-- Records shown follows --
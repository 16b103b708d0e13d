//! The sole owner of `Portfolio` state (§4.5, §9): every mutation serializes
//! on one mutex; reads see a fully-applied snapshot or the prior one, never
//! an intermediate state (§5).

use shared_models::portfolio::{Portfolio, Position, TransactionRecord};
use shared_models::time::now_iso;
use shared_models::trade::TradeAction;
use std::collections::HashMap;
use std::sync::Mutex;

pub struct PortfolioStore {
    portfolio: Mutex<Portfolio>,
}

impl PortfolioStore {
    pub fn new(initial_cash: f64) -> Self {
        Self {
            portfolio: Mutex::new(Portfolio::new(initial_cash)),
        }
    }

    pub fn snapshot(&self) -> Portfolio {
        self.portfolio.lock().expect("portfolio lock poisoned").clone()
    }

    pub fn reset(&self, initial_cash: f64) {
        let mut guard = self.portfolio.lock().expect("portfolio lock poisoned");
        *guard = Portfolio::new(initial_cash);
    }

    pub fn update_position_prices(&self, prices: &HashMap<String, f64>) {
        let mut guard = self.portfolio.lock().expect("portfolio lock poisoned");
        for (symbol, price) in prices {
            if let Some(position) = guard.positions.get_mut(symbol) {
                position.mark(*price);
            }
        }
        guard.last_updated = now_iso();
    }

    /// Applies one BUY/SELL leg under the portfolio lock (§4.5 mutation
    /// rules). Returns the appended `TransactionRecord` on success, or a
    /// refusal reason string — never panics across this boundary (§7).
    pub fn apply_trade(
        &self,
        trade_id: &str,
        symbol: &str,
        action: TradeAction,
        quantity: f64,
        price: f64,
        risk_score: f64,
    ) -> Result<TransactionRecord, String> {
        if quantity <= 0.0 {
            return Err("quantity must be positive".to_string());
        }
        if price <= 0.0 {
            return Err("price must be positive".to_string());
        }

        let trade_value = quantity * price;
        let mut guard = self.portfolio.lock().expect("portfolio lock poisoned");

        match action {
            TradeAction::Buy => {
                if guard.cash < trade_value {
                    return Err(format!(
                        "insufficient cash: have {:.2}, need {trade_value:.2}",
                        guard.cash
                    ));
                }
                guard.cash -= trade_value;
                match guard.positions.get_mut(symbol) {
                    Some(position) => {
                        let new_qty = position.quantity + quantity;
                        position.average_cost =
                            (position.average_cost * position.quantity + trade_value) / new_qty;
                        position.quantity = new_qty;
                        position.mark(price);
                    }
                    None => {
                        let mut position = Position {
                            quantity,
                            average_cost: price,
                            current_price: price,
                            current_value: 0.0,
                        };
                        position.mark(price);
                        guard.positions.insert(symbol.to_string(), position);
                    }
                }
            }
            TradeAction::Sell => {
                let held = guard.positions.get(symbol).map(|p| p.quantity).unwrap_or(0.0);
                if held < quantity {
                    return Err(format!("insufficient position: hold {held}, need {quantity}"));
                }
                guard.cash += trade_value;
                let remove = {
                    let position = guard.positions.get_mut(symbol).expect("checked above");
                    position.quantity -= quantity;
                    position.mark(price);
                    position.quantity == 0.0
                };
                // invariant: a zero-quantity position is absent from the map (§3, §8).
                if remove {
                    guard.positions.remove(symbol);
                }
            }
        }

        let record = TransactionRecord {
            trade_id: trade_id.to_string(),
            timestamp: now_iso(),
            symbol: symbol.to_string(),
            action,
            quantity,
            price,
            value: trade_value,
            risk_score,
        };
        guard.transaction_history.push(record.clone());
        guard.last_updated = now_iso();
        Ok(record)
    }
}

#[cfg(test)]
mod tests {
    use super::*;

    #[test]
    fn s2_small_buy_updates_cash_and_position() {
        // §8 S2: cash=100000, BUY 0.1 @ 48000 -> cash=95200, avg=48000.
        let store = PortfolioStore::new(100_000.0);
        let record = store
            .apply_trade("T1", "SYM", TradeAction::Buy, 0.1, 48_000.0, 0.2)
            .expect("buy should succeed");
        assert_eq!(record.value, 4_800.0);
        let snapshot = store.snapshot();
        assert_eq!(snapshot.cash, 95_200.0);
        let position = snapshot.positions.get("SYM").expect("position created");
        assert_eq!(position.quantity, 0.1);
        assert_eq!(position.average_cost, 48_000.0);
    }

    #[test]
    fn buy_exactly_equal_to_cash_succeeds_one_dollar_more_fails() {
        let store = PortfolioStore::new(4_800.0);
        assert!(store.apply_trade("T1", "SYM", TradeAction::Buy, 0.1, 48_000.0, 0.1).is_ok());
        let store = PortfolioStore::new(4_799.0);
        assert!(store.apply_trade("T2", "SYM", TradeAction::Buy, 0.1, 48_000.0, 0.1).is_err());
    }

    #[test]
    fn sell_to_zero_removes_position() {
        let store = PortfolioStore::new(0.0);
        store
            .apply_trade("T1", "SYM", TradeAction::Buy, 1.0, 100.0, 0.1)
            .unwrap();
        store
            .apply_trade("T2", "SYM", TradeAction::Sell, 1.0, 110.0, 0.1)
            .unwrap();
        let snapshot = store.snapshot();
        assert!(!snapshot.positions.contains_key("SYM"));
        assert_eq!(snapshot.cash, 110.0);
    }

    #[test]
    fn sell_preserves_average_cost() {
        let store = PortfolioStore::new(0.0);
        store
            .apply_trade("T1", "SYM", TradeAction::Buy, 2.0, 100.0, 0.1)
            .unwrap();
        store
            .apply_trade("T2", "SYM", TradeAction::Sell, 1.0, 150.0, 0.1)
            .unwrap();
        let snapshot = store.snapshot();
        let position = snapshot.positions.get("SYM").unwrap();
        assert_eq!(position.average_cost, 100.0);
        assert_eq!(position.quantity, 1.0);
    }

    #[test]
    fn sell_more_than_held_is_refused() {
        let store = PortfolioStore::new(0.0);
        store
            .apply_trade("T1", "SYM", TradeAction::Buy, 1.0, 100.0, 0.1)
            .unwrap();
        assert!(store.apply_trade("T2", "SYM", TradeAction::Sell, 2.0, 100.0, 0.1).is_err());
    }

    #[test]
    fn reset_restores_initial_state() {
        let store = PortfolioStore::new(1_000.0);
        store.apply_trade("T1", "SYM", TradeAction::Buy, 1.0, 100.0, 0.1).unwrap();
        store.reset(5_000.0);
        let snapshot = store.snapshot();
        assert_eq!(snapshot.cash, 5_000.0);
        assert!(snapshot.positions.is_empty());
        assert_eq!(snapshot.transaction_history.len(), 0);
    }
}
-- Records shown concluded --
• Exercise requirements
Your reply should hold all the entries, each repeated without a single change.

• Result
repository 16b103b708d0e13d
//! The sole owner of `Portfolio` state (§4.5, §9): every mutation serializes
//! on one mutex; reads see a fully-applied snapshot or the prior one, never
//! an intermediate state (§5).

use shared_models::portfolio::{Portfolio, Position, TransactionRecord};
use shared_models::time::now_iso;
use shared_models::trade::TradeAction;
use std::collections::HashMap;
use std::sync::Mutex;

pub struct PortfolioStore {
    portfolio: Mutex<Portfolio>,
}

impl PortfolioStore {
    pub fn new(initial_cash: f64) -> Self {
        Self {
            portfolio: Mutex::new(Portfolio::new(initial_cash)),
        }
    }

    pub fn snapshot(&self) -> Portfolio {
        self.portfolio.lock().expect("portfolio lock poisoned").clone()
    }

    pub fn reset(&self, initial_cash: f64) {
        let mut guard = self.portfolio.lock().expect("portfolio lock poisoned");
        *guard = Portfolio::new(initial_cash);
    }

    pub fn update_position_prices(&self, prices: &HashMap<String, f64>) {
        let mut guard = self.portfolio.lock().expect("portfolio lock poisoned");
        for (symbol, price) in prices {
            if let Some(position) = guard.positions.get_mut(symbol) {
                position.mark(*price);
            }
        }
        guard.last_updated = now_iso();
    }

    /// Applies one BUY/SELL leg under the portfolio lock (§4.5 mutation
    /// rules). Returns the appended `TransactionRecord` on success, or a
    /// refusal reason string — never panics across this boundary (§7).
    pub fn apply_trade(
        &self,
        trade_id: &str,
        symbol: &str,
        action: TradeAction,
        quantity: f64,
        price: f64,
        risk_score: f64,
    ) -> Result<TransactionRecord, String> {
        if quantity <= 0.0 {
            return Err("quantity must be positive".to_string());
        }
        if price <= 0.0 {
            return Err("price must be positive".to_string());
        }

        let trade_value = quantity * price;
        let mut guard = self.portfolio.lock().expect("portfolio lock poisoned");

        match action {
            TradeAction::Buy => {
                if guard.cash < trade_value {
                    return Err(format!(
                        "insufficient cash: have {:.2}, need {trade_value:.2}",
                        guard.cash
                    ));
                }
                guard.cash -= trade_value;
                match guard.positions.get_mut(symbol) {
                    Some(position) => {
                        let new_qty = position.quantity + quantity;
                        position.average_cost =
                            (position.average_cost * position.quantity + trade_value) / new_qty;
                        position.quantity = new_qty;
                        position.mark(price);
                    }
                    None => {
                        let mut position = Position {
                            quantity,
                            average_cost: price,
                            current_price: price,
                            current_value: 0.0,
                        };
                        position.mark(price);
                        guard.positions.insert(symbol.to_string(), position);
                    }
                }
            }
            TradeAction::Sell => {
                let held = guard.positions.get(symbol).map(|p| p.quantity).unwrap_or(0.0);
                if held < quantity {
                    return Err(format!("insufficient position: hold {held}, need {quantity}"));
                }
                guard.cash += trade_value;
                let remove = {
                    let position = guard.positions.get_mut(symbol).expect("checked above");
                    position.quantity -= quantity;
                    position.mark(price);
                    position.quantity == 0.0
                };
                // invariant: a zero-quantity position is absent from the map (§3, §8).
                if remove {
                    guard.positions.remove(symbol);
                }
            }
        }

        let record = TransactionRecord {
            trade_id: trade_id.to_string(),
            timestamp: now_iso(),
            symbol: symbol.to_string(),
            action,
            quantity,
            price,
            value: trade_value,
            risk_score,
        };
        guard.transaction_history.push(record.clone());
        guard.last_updated = now_iso();
        Ok(record)
    }
}

#[cfg(test)]
mod tests {
    use super::*;

    #[test]
    fn s2_small_buy_updates_cash_and_position() {
        // §8 S2: cash=100000, BUY 0.1 @ 48000 -> cash=95200, avg=48000.
        let store = PortfolioStore::new(100_000.0);
        let record = store
            .apply_trade("T1", "SYM", TradeAction::Buy, 0.1, 48_000.0, 0.2)
            .expect("buy should succeed");
        assert_eq!(record.value, 4_800.0);
        let snapshot = store.snapshot();
        assert_eq!(snapshot.cash, 95_200.0);
        let position = snapshot.positions.get("SYM").expect("position created");
        assert_eq!(position.quantity, 0.1);
        assert_eq!(position.average_cost, 48_000.0);
    }

    #[test]
    fn buy_exactly_equal_to_cash_succeeds_one_dollar_more_fails() {
        let store = PortfolioStore::new(4_800.0);
        assert!(store.apply_trade("T1", "SYM", TradeAction::Buy, 0.1, 48_000.0, 0.1).is_ok());
        let store = PortfolioStore::new(4_799.0);
        assert!(store.apply_trade("T2", "SYM", TradeAction::Buy, 0.1, 48_000.0, 0.1).is_err());
    }

    #[test]
    fn sell_to_zero_removes_position() {
        let store = PortfolioStore::new(0.0);
        store
            .apply_trade("T1", "SYM", TradeAction::Buy, 1.0, 100.0, 0.1)
            .unwrap();
        store
            .apply_trade("T2", "SYM", TradeAction::Sell, 1.0, 110.0, 0.1)
            .unwrap();
        let snapshot = store.snapshot();
        assert!(!snapshot.positions.contains_key("SYM"));
        assert_eq!(snapshot.cash, 110.0);
    }

    #[test]
    fn sell_preserves_average_cost() {
        let store = PortfolioStore::new(0.0);
        store
            .apply_trade("T1", "SYM", TradeAction::Buy, 2.0, 100.0, 0.1)
            .unwrap();
        store
            .apply_trade("T2", "SYM", TradeAction::Sell, 1.0, 150.0, 0.1)
            .unwrap();
        let snapshot = store.snapshot();
        let position = snapshot.positions.get("SYM").unwrap();
        assert_eq!(position.average_cost, 100.0);
        assert_eq!(position.quantity, 1.0);
    }

    #[test]
    fn sell_more_than_held_is_refused() {
        let store = PortfolioStore::new(0.0);
        store
            .apply_trade("T1", "SYM", TradeAction::Buy, 1.0, 100.0, 0.1)
            .unwrap();
        assert!(store.apply_trade("T2", "SYM", TradeAction::Sell, 2.0, 100.0, 0.1).is_err());
    }

    #[test]
    fn reset_restores_initial_state() {
        let store = PortfolioStore::new(1_000.0);
        store.apply_trade("T1", "SYM", TradeAction::Buy, 1.0, 100.0, 0.1).unwrap();
        store.reset(5_000.0);
        let snapshot = store.snapshot();
        assert_eq!(snapshot.cash, 5_000.0);
        assert!(snapshot.positions.is_empty());
        assert_eq!(snapshot.transaction_history.len(), 0);
    }
}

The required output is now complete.